I have a lot to feel guilty about. Let’s see here, I feel guilty because I:
- cheated on wife
- betrayed my kids
- involved my kids and Scarlet’s kids in the affair by taking them places with her
- was not fully invested in my marriage during affair
- didn’t support wife through some difficult times because I was in the affair
- wasted a LOT of money on counseling, retail therapy, fast food, etc
- wasted a lot of our time and energy going through the recovery of something that shouldn’t have happened
- used and hurt Scarlet
- betrayed Scarlet’s husband and kids
- didn’t have a good reason for any of the above things
Yeah, I feel guilty because I didn’t have a good reason for having the affair. Now before anyone gets their panties in a twist, there’s never a good reason for having an affair. If my wife had been a total, abusive bitch, that still wouldn’t justify breaking my marriage vows.
But it would be more understandable. You see, affairs don’t happen in a vacuum. Most people don’t just get up one morning and say, “Today’s the day. I’m gonna go out and cheat on my spouse.” Usually there’s something that leads up – but does not cause – the affair. Whether it’s a spouse who is abusive, neglectful, or just unloving, or a person who is depressed, addicted, mentally ill, or otherwise “broken” in such a way as to make an affair more likely. These factors lead to a series of bad decisions that make the affair possible.

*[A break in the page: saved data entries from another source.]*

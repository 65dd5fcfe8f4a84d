// Client-side pawn records: the one this client drives and the ones it only watches.

use game_shared::protocol::{ClientMessage, ShootingIntentDto, TransformDto};
use game_shared::{
    ChannelClosed, CooldownTimer, Delivery, PawnTuning, ReliableSender, ShootingState,
    ShotEvent, ShotTuning, Transform, UnreliableSender,
};
use tracing::debug;

use crate::flight::{FlightInput, FlightModel};

/// Pawn driven by this client's input and relayed to the server every tick.
#[derive(Debug)]
pub struct OwnedPawn {
    pub id: u64,
    pub transform: Transform,
    pub health: f32,
    pub power: f32,
    flight: FlightModel,
    // False until the server has told us where we spawned.
    placed: bool,
    shooting: ShootingState,
    cooldown: CooldownTimer,
}

impl OwnedPawn {
    pub fn new(id: u64, pawn: &PawnTuning, shots: &ShotTuning) -> Self {
        Self {
            id,
            transform: Transform::IDENTITY,
            health: pawn.max_health,
            power: pawn.max_power,
            flight: FlightModel::new(),
            placed: false,
            shooting: ShootingState::default(),
            cooldown: CooldownTimer::new(shots.shooting_interval),
        }
    }

    pub fn is_placed(&self) -> bool {
        self.placed
    }

    pub fn is_shooting(&self) -> bool {
        self.shooting.is_shooting
    }

    pub fn flight(&self) -> &FlightModel {
        &self.flight
    }

    pub fn flight_mut(&mut self) -> &mut FlightModel {
        &mut self.flight
    }

    /// Overwrite the local transform with the server's, no blending.
    pub fn apply_correction(&mut self, transform: Transform) {
        self.transform = transform;
        self.flight.stop();
        self.placed = true;
    }

    /// Take the first snapshot position when the spawn correction was lost.
    pub fn place_from_snapshot(&mut self, transform: Transform) {
        if !self.placed {
            debug!(player_id = self.id, "placed from world update");
            self.apply_correction(transform);
        }
    }

    pub fn step(&mut self, input: &FlightInput, dt: f32, tuning: &PawnTuning) {
        if self.placed {
            self.flight.step(&mut self.transform, input, dt, tuning);
        }
    }

    /// Send the current transform best-effort. `None` until the pawn has been placed.
    pub fn relay<S>(&self, sink: &S) -> Result<Option<Delivery>, ChannelClosed>
    where
        S: UnreliableSender<ClientMessage> + ?Sized,
    {
        if !self.placed {
            return Ok(None);
        }
        sink.send_unreliable(ClientMessage::ReportTransform(TransformDto::from(
            self.transform,
        )))
        .map(Some)
    }

    /// Flip the local trigger right away; only edges go to the server.
    pub fn set_shooting<S>(&mut self, is_shooting: bool, sink: &S) -> Result<bool, ChannelClosed>
    where
        S: ReliableSender<ClientMessage> + ?Sized,
    {
        if !self.shooting.set(is_shooting) {
            return Ok(false);
        }
        sink.send_reliable(ClientMessage::ReportShootingIntent(ShootingIntentDto {
            is_shooting,
        }))?;
        Ok(true)
    }

    pub fn poll_fire(&mut self, now: f64, pawn: &PawnTuning, shots: &ShotTuning) -> Option<ShotEvent> {
        if !self.placed || !self.cooldown.poll(self.shooting.is_shooting, now) {
            return None;
        }
        Some(ShotEvent::from_muzzle(
            self.id,
            &self.transform,
            muzzle_offset(pawn, shots),
            shots,
            now,
        ))
    }
}

/// Someone else's pawn, mirrored from replication.
#[derive(Debug)]
pub struct ObservedPawn {
    pub id: u64,
    pub transform: Transform,
    pub health: f32,
    pub power: f32,
    // A state sync can arrive before the first snapshot with this pawn in it.
    visible: bool,
    shooting: ShootingState,
    cooldown: CooldownTimer,
}

impl ObservedPawn {
    pub fn new(id: u64, shots: &ShotTuning) -> Self {
        Self {
            id,
            transform: Transform::IDENTITY,
            health: 0.0,
            power: 0.0,
            visible: false,
            shooting: ShootingState::default(),
            cooldown: CooldownTimer::new(shots.shooting_interval),
        }
    }

    pub fn is_shooting(&self) -> bool {
        self.shooting.is_shooting
    }

    pub fn is_visible(&self) -> bool {
        self.visible
    }

    pub fn set_shooting(&mut self, is_shooting: bool) {
        self.shooting.set(is_shooting);
    }

    pub fn update(&mut self, transform: Transform, health: f32, power: f32) {
        self.transform = transform;
        self.health = health;
        self.power = power;
        self.visible = true;
    }

    pub fn poll_fire(&mut self, now: f64, pawn: &PawnTuning, shots: &ShotTuning) -> Option<ShotEvent> {
        if !self.visible || !self.cooldown.poll(self.shooting.is_shooting, now) {
            return None;
        }
        Some(ShotEvent::from_muzzle(
            self.id,
            &self.transform,
            muzzle_offset(pawn, shots),
            shots,
            now,
        ))
    }
}

fn muzzle_offset(pawn: &PawnTuning, shots: &ShotTuning) -> f32 {
    pawn.radius + shots.radius + 1.0
}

None of those factors excuse or cause an affair, but they make it understandable. In court they would be considered mitigating circumstances. To put it another way, if a husband was beating his wife, telling her she was ugly, having affairs, and just generally never showing her love, it would be wrong but pretty understandable if she fell in love with a man who treated her right.
Of course my wife is not generally a hitter and she’s never had a disparaging thing to say about my appearance that I can recall. Besides my porn addiction, I’ve never been addicted to drugs, alcohol, or anything else. I’ve struggled with depression off and on for the last 20 years, but honestly who hasn’t?
I guess what I’m saying is, I feel guilty for having an affair when there really weren’t any mitigating circumstances. I can’t say to my wife, “Honey, I’m so sorry. I was addicted to drugs and I resented your past affairs and I fell.” It wouldn’t be true, nor would any other combination of factors.
I look around and I see people who had affairs as a result of spousal abuse or infidelity. While I recognize it was wrong, I can see at least part of the why. When I look at myself, I don’t see the why.
It makes me wonder, did I really do it just because I’m a selfish bastard? Am I or was I more like the selfish serial cheater than I’d like to think? That’s not what one wants to think of oneself, even if I’ve moved beyond that selfishness. And yet what else is there? So I have that to feel guilty about, too.